CONCLUSION / RECOMMENDATIONS

The study used relevant research questions to establish the health implications of utilizing non-professional dietary information sources among civil servants in southeast Nigeria. The study reveals a prevalent reliance on non-professional dietary information sources such as social media, family, friends, and internet platforms. While civil servants often view these non-professional sources as reliable and trustworthy, there remains an undercurrent of uncertainty about the accuracy of the information. The study also highlights a complex interplay between convenience and credibility. Although many respondents believe they can assess the credibility of dietary information to some extent, their confidence is limited. This duality aligns with prior research that acknowledges the high usage of informal sources despite professional sources being deemed more credible. Moreover, social media influencers and bloggers in South-East Nigeria are particularly influential, echoing similar trends observed in other global contexts with celebrity chefs and lifestyle gurus.

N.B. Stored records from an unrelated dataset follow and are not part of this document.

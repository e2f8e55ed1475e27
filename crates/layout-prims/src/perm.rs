//! Random permutations of `{0, ..., n-1}` (Fisher–Yates).

use crate::rng::RandomStream;

/// Fresh uniformly random permutation of `0..n`. Empty for `n == 0`.
///
/// Deterministic for a fixed stream state. Uniformity inherits the stream's
/// bounded-draw mode (see `BoundedDraw`).
pub fn random_permutation(n: usize, stream: &mut RandomStream) -> Vec<usize> {
    let mut p: Vec<usize> = (0..n).collect();
    shuffle(&mut p, stream);
    p
}

/// Fill `buf` with a random permutation of `0..buf.len()`.
///
/// Consumes the same draws as `random_permutation(buf.len(), ..)`, so both
/// forms agree for equal stream states.
pub fn random_permutation_into(buf: &mut [usize], stream: &mut RandomStream) {
    for (i, slot) in buf.iter_mut().enumerate() {
        *slot = i;
    }
    shuffle(buf, stream);
}

fn shuffle(p: &mut [usize], stream: &mut RandomStream) {
    let mut len = p.len();
    while len > 1 {
        let j = stream.draw_below(len);
        p.swap(len - 1, j);
        len -= 1;
    }
}

/// True iff `p` contains each of `0..p.len()` exactly once.
pub fn is_permutation(p: &[usize]) -> bool {
    let mut seen = vec![false; p.len()];
    for &v in p {
        match seen.get_mut(v) {
            Some(s) if !*s => *s = true,
            _ => return false,
        }
    }
    true
}

#[cfg(test)]
mod tests {
    use super::*;
    use crate::rng::{BoundedDraw, StreamCfg};

    #[test]
    fn empty_for_zero() {
        let mut s = RandomStream::default();
        assert!(random_permutation(0, &mut s).is_empty());
    }

    #[test]
    fn singleton_is_identity() {
        let mut s = RandomStream::default();
        assert_eq!(random_permutation(1, &mut s), vec![0]);
    }

    #[test]
    fn permutation_for_many_sizes() {
        let mut s = RandomStream::seeded(11);
        for n in 1..200 {
            let p = random_permutation(n, &mut s);
            assert_eq!(p.len(), n);
            assert!(is_permutation(&p));
        }
    }

    #[test]
    fn into_matches_fresh() {
        let mut a = RandomStream::seeded(4);
        let mut b = RandomStream::seeded(4);
        let fresh = random_permutation(37, &mut a);
        let mut buf = vec![999; 37];
        random_permutation_into(&mut buf, &mut b);
        assert_eq!(fresh, buf);
    }

    #[test]
    fn is_permutation_rejects_duplicates_and_gaps() {
        assert!(is_permutation(&[]));
        assert!(is_permutation(&[2, 0, 1]));
        assert!(!is_permutation(&[0, 0, 1]));
        assert!(!is_permutation(&[0, 1, 3]));
    }

    #[test]
    fn positions_roughly_uniform() {
        let n = 5;
        let trials = 50_000;
        for bounded in [BoundedDraw::Modulo, BoundedDraw::Unbiased] {
            let mut s = RandomStream::new(StreamCfg {
                seed: 2024,
                bounded,
            });
            let mut counts = vec![vec![0usize; n]; n];
            for _ in 0..trials {
                let p = random_permutation(n, &mut s);
                for (pos, &v) in p.iter().enumerate() {
                    counts[pos][v] += 1;
                }
            }
            let expected = trials as f64 / n as f64;
            for row in &counts {
                for &c in row {
                    assert!(
                        (c as f64 - expected).abs() < 0.05 * expected,
                        "{bounded:?}: count {c} vs expected {expected}"
                    );
                }
            }
        }
    }
}
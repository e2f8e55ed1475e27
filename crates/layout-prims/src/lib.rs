//! Numeric primitives for iterative graph-layout solvers.
//!
//! Scope
//! - Random permutations drawn from an explicit, caller-owned `RandomStream`.
//! - Fixed-length vector updates (subtract, dot, two saxpy variants).
//! - Ranking and integer sorting.
//! - Euclidean distances over flattened point sets, raw and floored.
//! - Aspect-preserving rescaling of a point set into a 2D box.
//!
//! Conventions
//! - Point sets are row-major flat buffers: point `i`, coordinate `k` at `i*dim+k`.
//! - All buffers are caller-owned. Nothing is retained after a call returns.
//! - Invalid inputs are rejected with `PrimError`. Degenerate numeric cases
//!   (zero extent, coincident points) are handled by policy and never fail.
//!
//! Code cross-refs: `RandomStream`, `PointSet`, `BBox2`, `DistanceCfg`.

pub mod api;
pub mod cfg;
pub mod distance;
pub mod error;
pub mod order;
pub mod perm;
pub mod points;
pub mod rng;
pub mod scale;
pub mod vector;


/// Library version string.
pub const VERSION: &str = env!("CARGO_PKG_VERSION");

pub use error::PrimError;
pub use nalgebra::Vector2 as Vec2;

/// Common exports for quick imports in solver code.
pub mod prelude {
    pub use crate::cfg::{DistanceCfg, DEFAULT_SEED, MIN_DIST};
    pub use crate::distance::{distance, distance_floored, distance_floored_with, point_distance};
    pub use crate::error::PrimError;
    pub use crate::order::{rank_ascending, rank_ascending_into, sort_int_ascending};
    pub use crate::perm::{is_permutation, random_permutation, random_permutation_into};
    pub use crate::points::{PointSet, PointSetMut};
    pub use crate::rng::{BoundedDraw, RandomStream, ReplayToken, StreamCfg};
    pub use crate::scale::{bounding_box, scale_to_box, BBox2, ScaleOutcome};
    pub use crate::vector::{
        dot, saxpy_into_x, saxpy_into_y, subtract_in_place, take, take_into, VecFmt,
    };
    pub use nalgebra::Vector2 as Vec2;
}
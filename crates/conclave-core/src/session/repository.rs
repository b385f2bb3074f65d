//! Session and message repository traits.
//!
//! These traits define the persistence contract the orchestrator consumes,
//! decoupling it from the specific storage mechanism (in-memory, database,
//! remote API). Repositories are assumed thread-safe per call; ordering
//! guarantees within a session come from the orchestrator's per-session
//! serialization.

use anyhow::Result;
use async_trait::async_trait;

use super::message::Message;
use super::model::Session;

/// An abstract repository for session persistence.
#[async_trait]
pub trait SessionRepository: Send + Sync {
    /// Finds a session by its ID.
    async fn find_by_id(&self, session_id: &str) -> Result<Option<Session>>;

    /// Saves a session, inserting or replacing it.
    async fn save(&self, session: &Session) -> Result<()>;

    /// Lists all stored sessions, most recently updated first.
    async fn list_all(&self) -> Result<Vec<Session>>;
}

/// An abstract repository for conversation messages.
///
/// Messages are append-only; `list_for_session` must return them in
/// insertion order, which by construction is timestamp order.
#[async_trait]
pub trait MessageRepository: Send + Sync {
    /// Appends a message to its session's conversation.
    async fn append(&self, message: &Message) -> Result<()>;

    /// Returns the full conversation for a session, oldest first.
    async fn list_for_session(&self, session_id: &str) -> Result<Vec<Message>>;
}
//! Response parser: turns free-form LLM text into a typed action.
//!
//! The grammar is line-oriented and case-sensitive. Directives are
//! bracketed tags; the first action tag wins, everything else in the text
//! becomes visible content. The parser is a pure function and never fails:
//! unparseable input degrades to an `Answer` carrying the raw text.

use once_cell::sync::Lazy;
use regex::Regex;

use crate::persona::PersonaRole;
use crate::session::MessageKind;

static DELEGATE_RE: Lazy<Regex> =
    Lazy::new(|| Regex::new(r"^\[DELEGATE:([^\]]+)\]\s*(.*)$").unwrap());
static STORE_RE: Lazy<Regex> = Lazy::new(|| Regex::new(r"^\[STORE:([^\]]+)\]\s*(.*)$").unwrap());
static REMEMBER_RE: Lazy<Regex> = Lazy::new(|| Regex::new(r"\[REMEMBER:([^\]]+)\]").unwrap());

const CLARIFY_TAG: &str = "[CLARIFY]";
const SOLUTION_TAG: &str = "[SOLUTION]";
const STUCK_TAG: &str = "[STUCK]";
const DECLINE_TAG: &str = "[DECLINE]";
const REASONING_OPEN: &str = "[REASONING]";
const REASONING_CLOSE: &str = "[/REASONING]";

/// The typed outcome of one persona turn.
#[derive(Debug, Clone, PartialEq)]
pub enum PersonaAction {
    /// Hand the task to another roster member.
    Delegate {
        target: PersonaRole,
        context: String,
    },
    /// Ask the user a question; pauses the session.
    Clarify { question: String },
    /// Present a result (final when it comes from the Coordinator).
    Solution { text: String },
    /// Declare no progress can be made.
    Stuck { reason: String },
    /// Decline the delegated work.
    Decline { reason: String },
    /// A plain response carrying no directive.
    Answer { text: String },
}

impl PersonaAction {
    /// The message kind a message reflecting this action carries.
    pub fn kind(&self) -> MessageKind {
        match self {
            PersonaAction::Delegate { .. } => MessageKind::Delegation,
            PersonaAction::Clarify { .. } => MessageKind::Clarification,
            PersonaAction::Solution { .. } => MessageKind::Solution,
            PersonaAction::Stuck { .. } => MessageKind::Stuck,
            PersonaAction::Decline { .. } => MessageKind::Decline,
            PersonaAction::Answer { .. } => MessageKind::Answer,
        }
    }

    /// Renders the action back to its canonical tag form.
    ///
    /// Delegations use the canonical display name, so parsing
    /// `[DELEGATE:businessanalyst] x` and re-rendering yields
    /// `[DELEGATE:Business Analyst] x`.
    pub fn render(&self) -> String {
        match self {
            PersonaAction::Delegate { target, context } => {
                format!("[DELEGATE:{}] {}", target.display_name(), context)
            }
            PersonaAction::Clarify { question } => format!("[CLARIFY] {question}"),
            PersonaAction::Solution { text } => format!("[SOLUTION] {text}"),
            PersonaAction::Stuck { reason } => format!("[STUCK] {reason}"),
            PersonaAction::Decline { reason } => format!("[DECLINE] {reason}"),
            PersonaAction::Answer { text } => text.clone(),
        }
    }
}

/// A `[STORE:identifier] content` directive found alongside the action.
#[derive(Debug, Clone, PartialEq)]
pub struct StoreDirective {
    pub identifier: String,
    pub content: String,
}

/// Everything extracted from one LLM response.
#[derive(Debug, Clone, PartialEq)]
pub struct ParsedResponse {
    /// The winning action (first action tag, or an inferred Answer).
    pub action: PersonaAction,
    /// Visible content: the response with all tags removed.
    pub content: String,
    /// Internal reasoning from `[REASONING]` blocks, plus parser notes.
    pub reasoning: Option<String>,
    /// Memory writes to run after the action is recorded.
    pub stores: Vec<StoreDirective>,
    /// Memory identifiers to resolve into context on the next turn.
    pub remembers: Vec<String>,
    /// The unmodified response, kept for diagnostics.
    pub raw: String,
}

/// Parses one LLM response. Pure, total, never panics.
pub fn parse(text: &str) -> ParsedResponse {
    let raw = text.to_string();
    let (working, reasoning) = extract_reasoning(text);

    let mut stores = Vec::new();
    let mut remembers = Vec::new();
    let mut visible_lines: Vec<String> = Vec::new();
    let mut action: Option<PersonaAction> = None;
    let mut notes: Vec<String> = Vec::new();
    let mut solution_lines: Vec<String> = Vec::new();
    let mut in_solution_block = false;

    for line in working.lines() {
        let trimmed = line.trim();

        if let Some(captures) = STORE_RE.captures(trimmed) {
            stores.push(StoreDirective {
                identifier: captures[1].trim().to_string(),
                content: captures[2].trim().to_string(),
            });
            continue;
        }

        // Full-line REMEMBER directives disappear; inline ones are
        // stripped below but still collected.
        for captures in REMEMBER_RE.captures_iter(trimmed) {
            remembers.push(captures[1].trim().to_string());
        }
        if REMEMBER_RE.replace_all(trimmed, "").trim().is_empty() && !trimmed.is_empty() {
            continue;
        }

        if action.is_none() && !in_solution_block {
            if let Some(captures) = DELEGATE_RE.captures(trimmed) {
                let name = captures[1].trim();
                let context = captures[2].trim().to_string();
                match PersonaRole::match_name(name) {
                    Some(target) => {
                        action = Some(PersonaAction::Delegate { target, context });
                    }
                    None => {
                        // Unknown target demotes the whole response to an
                        // Answer; the note survives in reasoning.
                        notes.push(format!("Unknown delegate target: {name}"));
                        visible_lines.push(strip_tags(line));
                    }
                }
                continue;
            }
            if let Some(rest) = trimmed.strip_prefix(CLARIFY_TAG) {
                action = Some(PersonaAction::Clarify {
                    question: rest.trim().to_string(),
                });
                continue;
            }
            if let Some(rest) = trimmed.strip_prefix(SOLUTION_TAG) {
                // A solution may span lines: the trailing block belongs to it.
                in_solution_block = true;
                let first = rest.trim();
                if !first.is_empty() {
                    solution_lines.push(first.to_string());
                }
                continue;
            }
            if let Some(rest) = trimmed.strip_prefix(STUCK_TAG) {
                action = Some(PersonaAction::Stuck {
                    reason: rest.trim().to_string(),
                });
                continue;
            }
            if let Some(rest) = trimmed.strip_prefix(DECLINE_TAG) {
                action = Some(PersonaAction::Decline {
                    reason: rest.trim().to_string(),
                });
                continue;
            }
        }

        if in_solution_block {
            solution_lines.push(strip_tags(line));
        } else {
            visible_lines.push(strip_tags(line));
        }
    }

    if in_solution_block {
        action = Some(PersonaAction::Solution {
            text: join_trimmed(&solution_lines),
        });
    }

    let content = join_trimmed(&visible_lines);
    let action = action.unwrap_or_else(|| {
        let text = if content.is_empty() {
            raw.clone()
        } else {
            content.clone()
        };
        PersonaAction::Answer { text }
    });

    let reasoning = merge_reasoning(reasoning, notes);

    ParsedResponse {
        action,
        content,
        reasoning,
        stores,
        remembers,
        raw,
    }
}

/// Extracts `[REMEMBER:id]` references from raw response text, in order.
pub fn remember_refs(text: &str) -> Vec<String> {
    REMEMBER_RE
        .captures_iter(text)
        .map(|captures| captures[1].trim().to_string())
        .collect()
}

/// Removes `[REASONING]...[/REASONING]` blocks, returning the remaining
/// text and the concatenated inner reasoning.
fn extract_reasoning(text: &str) -> (String, Option<String>) {
    let mut working = text.to_string();
    let mut pieces: Vec<String> = Vec::new();

    while let Some(open) = working.find(REASONING_OPEN) {
        let after_open = open + REASONING_OPEN.len();
        match working[after_open..].find(REASONING_CLOSE) {
            Some(offset) => {
                let close = after_open + offset;
                let inner = working[after_open..close].trim().to_string();
                if !inner.is_empty() {
                    pieces.push(inner);
                }
                working.replace_range(open..close + REASONING_CLOSE.len(), "");
            }
            None => {
                // Unterminated block: take everything to the end.
                let inner = working[after_open..].trim().to_string();
                if !inner.is_empty() {
                    pieces.push(inner);
                }
                working.truncate(open);
                break;
            }
        }
    }

    let reasoning = if pieces.is_empty() {
        None
    } else {
        Some(pieces.join("\n"))
    };
    (working, reasoning)
}

fn merge_reasoning(reasoning: Option<String>, notes: Vec<String>) -> Option<String> {
    let mut pieces: Vec<String> = reasoning.into_iter().collect();
    pieces.extend(notes);
    if pieces.is_empty() {
        None
    } else {
        Some(pieces.join("\n"))
    }
}

/// Strips inline REMEMBER tags from a visible line.
fn strip_tags(line: &str) -> String {
    REMEMBER_RE.replace_all(line, "").trim_end().to_string()
}

fn join_trimmed(lines: &[String]) -> String {
    let joined = lines.join("\n");
    joined.trim().to_string()
}

#[cfg(test)]
mod tests {
    use super::*;

    #[test]
    fn test_delegate_with_valid_persona() {
        let parsed = parse("[DELEGATE:BusinessAnalyst] gather requirements");
        assert_eq!(
            parsed.action,
            PersonaAction::Delegate {
                target: PersonaRole::BusinessAnalyst,
                context: "gather requirements".to_string(),
            }
        );
        assert_eq!(parsed.action.kind(), MessageKind::Delegation);
    }

    #[test]
    fn test_delegate_render_round_trip() {
        let parsed = parse("[DELEGATE:businessanalyst] gather requirements");
        assert_eq!(
            parsed.action.render(),
            "[DELEGATE:Business Analyst] gather requirements"
        );
    }

    #[test]
    fn test_unknown_delegate_demotes_to_answer() {
        let parsed = parse("[DELEGATE:Intern] please do this");
        assert!(matches!(parsed.action, PersonaAction::Answer { .. }));
        assert!(
            parsed
                .reasoning
                .as_deref()
                .unwrap()
                .contains("Unknown delegate target: Intern")
        );
    }

    #[test]
    fn test_clarify() {
        let parsed = parse("[CLARIFY] Which language should the CLI use?");
        assert_eq!(
            parsed.action,
            PersonaAction::Clarify {
                question: "Which language should the CLI use?".to_string(),
            }
        );
    }

    #[test]
    fn test_single_line_solution() {
        let parsed = parse("[SOLUTION] The answer is 4");
        assert_eq!(
            parsed.action,
            PersonaAction::Solution {
                text: "The answer is 4".to_string(),
            }
        );
    }

    #[test]
    fn test_multi_line_solution_takes_trailing_block() {
        let parsed = parse("[SOLUTION] ## Final\nStep one.\nStep two.");
        match parsed.action {
            PersonaAction::Solution { text } => {
                assert!(text.starts_with("## Final"));
                assert!(text.contains("Step two."));
            }
            other => panic!("expected solution, got {other:?}"),
        }
    }

    #[test]
    fn test_stuck_and_decline() {
        assert_eq!(
            parse("[STUCK] no idea").action,
            PersonaAction::Stuck {
                reason: "no idea".to_string()
            }
        );
        assert_eq!(
            parse("[DECLINE] too complex").action,
            PersonaAction::Decline {
                reason: "too complex".to_string()
            }
        );
    }

    #[test]
    fn test_first_action_tag_wins() {
        let parsed = parse("[CLARIFY] first?\n[STUCK] second");
        assert_eq!(
            parsed.action,
            PersonaAction::Clarify {
                question: "first?".to_string()
            }
        );
    }

    #[test]
    fn test_plain_text_is_answer() {
        let parsed = parse("I think we should use a queue here.");
        assert_eq!(
            parsed.action,
            PersonaAction::Answer {
                text: "I think we should use a queue here.".to_string(),
            }
        );
    }

    #[test]
    fn test_empty_response_is_answer_with_raw() {
        let parsed = parse("");
        assert_eq!(parsed.action, PersonaAction::Answer { text: String::new() });
        assert_eq!(parsed.raw, "");
    }

    #[test]
    fn test_store_directives_collected_alongside_action() {
        let parsed = parse(
            "[DELEGATE:TechnicalArchitect] design it\n[STORE:requirements] REST API with auth",
        );
        assert!(matches!(parsed.action, PersonaAction::Delegate { .. }));
        assert_eq!(
            parsed.stores,
            vec![StoreDirective {
                identifier: "requirements".to_string(),
                content: "REST API with auth".to_string(),
            }]
        );
    }

    #[test]
    fn test_remember_directives_collected_and_stripped() {
        let parsed = parse("[REMEMBER:requirements]\nUsing the stored requirements now.");
        assert_eq!(parsed.remembers, vec!["requirements".to_string()]);
        assert_eq!(parsed.content, "Using the stored requirements now.");
    }

    #[test]
    fn test_reasoning_extracted_and_hidden() {
        let parsed = parse("[REASONING]they probably want Go[/REASONING][CLARIFY] Which language?");
        assert_eq!(parsed.reasoning.as_deref(), Some("they probably want Go"));
        assert_eq!(
            parsed.action,
            PersonaAction::Clarify {
                question: "Which language?".to_string()
            }
        );
        assert!(!parsed.content.contains("probably"));
    }

    #[test]
    fn test_unterminated_reasoning_block() {
        let parsed = parse("Answer text\n[REASONING]half a thought");
        assert_eq!(parsed.reasoning.as_deref(), Some("half a thought"));
        assert_eq!(
            parsed.action,
            PersonaAction::Answer {
                text: "Answer text".to_string()
            }
        );
    }

    #[test]
    fn test_raw_is_always_preserved() {
        let text = "[SOLUTION] done\n[STORE:k] v";
        assert_eq!(parse(text).raw, text);
    }

    #[test]
    fn test_tags_are_case_sensitive() {
        let parsed = parse("[solution] lowercase tags do not count");
        assert!(matches!(parsed.action, PersonaAction::Answer { .. }));
    }

    #[test]
    fn test_store_after_solution_excluded_from_text() {
        let parsed = parse("[SOLUTION] the result\n[STORE:note] keep this\nmore detail");
        match parsed.action {
            PersonaAction::Solution { text } => {
                assert!(text.contains("the result"));
                assert!(text.contains("more detail"));
                assert!(!text.contains("keep this"));
            }
            other => panic!("expected solution, got {other:?}"),
        }
        assert_eq!(parsed.stores.len(), 1);
    }
}
//! Error types for the Conclave core.

use serde::{Deserialize, Serialize};
use thiserror::Error;

/// A shared error type for the orchestration core.
///
/// Public operations surface `InvalidInput`, `NotFound` and `InvalidState`
/// synchronously; `TransientBackend` and `Internal` are turn-scope failures
/// that the dispatch loop absorbs (see the orchestrator for how each is
/// degraded rather than propagated).
#[derive(Error, Debug, Clone, Serialize, Deserialize)]
pub enum ConclaveError {
    /// A precondition on a public operation was violated.
    #[error("Invalid input: {0}")]
    InvalidInput(String),

    /// The referenced session does not resolve.
    #[error("Not found: {0}")]
    NotFound(String),

    /// The operation is not allowed in the session's current state.
    #[error("Invalid state: {0}")]
    InvalidState(String),

    /// A repository or LLM transport failure inside a turn.
    #[error("Transient backend error: {0}")]
    TransientBackend(String),

    /// An unexpected internal failure.
    #[error("Internal error: {0}")]
    Internal(String),
}

/// A type alias for `Result<T, ConclaveError>`.
pub type Result<T> = std::result::Result<T, ConclaveError>;
//! Session orchestrator: lifecycle operations and the dispatch loop.
//!
//! The orchestrator owns every session mutation. Writes are serialized per
//! session through a lock map; the dispatch loop runs on a registered
//! background task with a cancellation handle, so multiple sessions
//! progress in parallel while each one stays strictly sequential.

use std::collections::HashMap;
use std::sync::{Arc, Weak};

use tokio::sync::Mutex;
use tokio::task::JoinHandle;
use tokio_util::sync::CancellationToken;
use tracing::{error, info, warn};

use conclave_core::config::OrchestratorConfig;
use conclave_core::error::{ConclaveError, Result};
use conclave_core::event::{EventBroadcaster, SessionEvent};
use conclave_core::memory::MemoryStore;
use conclave_core::parser::PersonaAction;
use conclave_core::persona::{PersonaConfigRepository, PersonaConfiguration, PersonaRole};
use conclave_core::session::{
    Message, MessageKind, MessageRecord, MessageRepository, Session, SessionRepository,
    SessionStatus, SessionSummary,
};

use crate::engine::PersonaEngine;
use crate::loop_guard::DelegationTracker;

/// Answers longer than this are routed to the Coordinator for compilation.
const ANSWER_ROUTE_THRESHOLD: usize = 100;

/// How many trailing messages make up partial results when a stuck session
/// has produced no solutions at all.
const PARTIAL_RESULT_TRAIL: usize = 10;

/// A registered background dispatch task for one session.
struct Worker {
    token: CancellationToken,
    handle: JoinHandle<()>,
}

Health implications of relying on non-professional dietary information were not widespread, but a notable minority reported adverse effects, underscoring the need for caution. This suggests that while most civil servants appear resilient, a subset remains vulnerable to health risks tied to unverified dietary advice.

In conclusion, the findings underscore the importance of addressing barriers to professional dietary consultations while promoting awareness of the risks associated with over-reliance on non-professional sources. Policies and interventions aimed at enhancing access to credible dietary information and improving nutrition literacy among civil servants in South-East Nigeria are essential to fostering healthier dietary behaviours.

Recommendations

Based on the conclusions of the study, the following recommendations were made’;

  1. Improve Access to Professional Dietary Information: Government and health organizations should establish accessible and affordable channels for civil servants to consult professional dietitians and nutritionists. This could include subsidized health services or workplace nutrition programs.
  2. Enhance Nutrition Literacy Programs: Initiatives should be introduced to educate civil servants on how to critically evaluate dietary information from both professional and non-professional sources. Workshops, seminars, and digital campaigns can improve their ability to distinguish credible information from unreliable sources.
  3. Regulate and Monitor Dietary Content on social media: Authorities should collaborate with social media platforms to ensure that dietary information shared by influencers and bloggers is accurate and evidence-based. Certification programs for dietary influencers could also be introduced to improve the quality of information disseminated.
  4. Encourage Workplace Nutrition Support Systems: Employers, particularly in government ministries, should incorporate nutrition education and support into workplace wellness programs. This could include periodic talks by nutrition professionals, distribution of credible dietary resources, and on-site dietitian services to make professional advice more readily available.

Limitations of the study

The researchers during this research encountered difficulties in reaching out to the respondents used in the survey study considering the geographical spread of the area of study. Also because of the economic situation of the country, the respondents do not come to work every day due to high cost of transportation fare and this, to some extent affects the accuracy of health implications reported. However, the researcher consulted contact persons who provided information on how to locate them.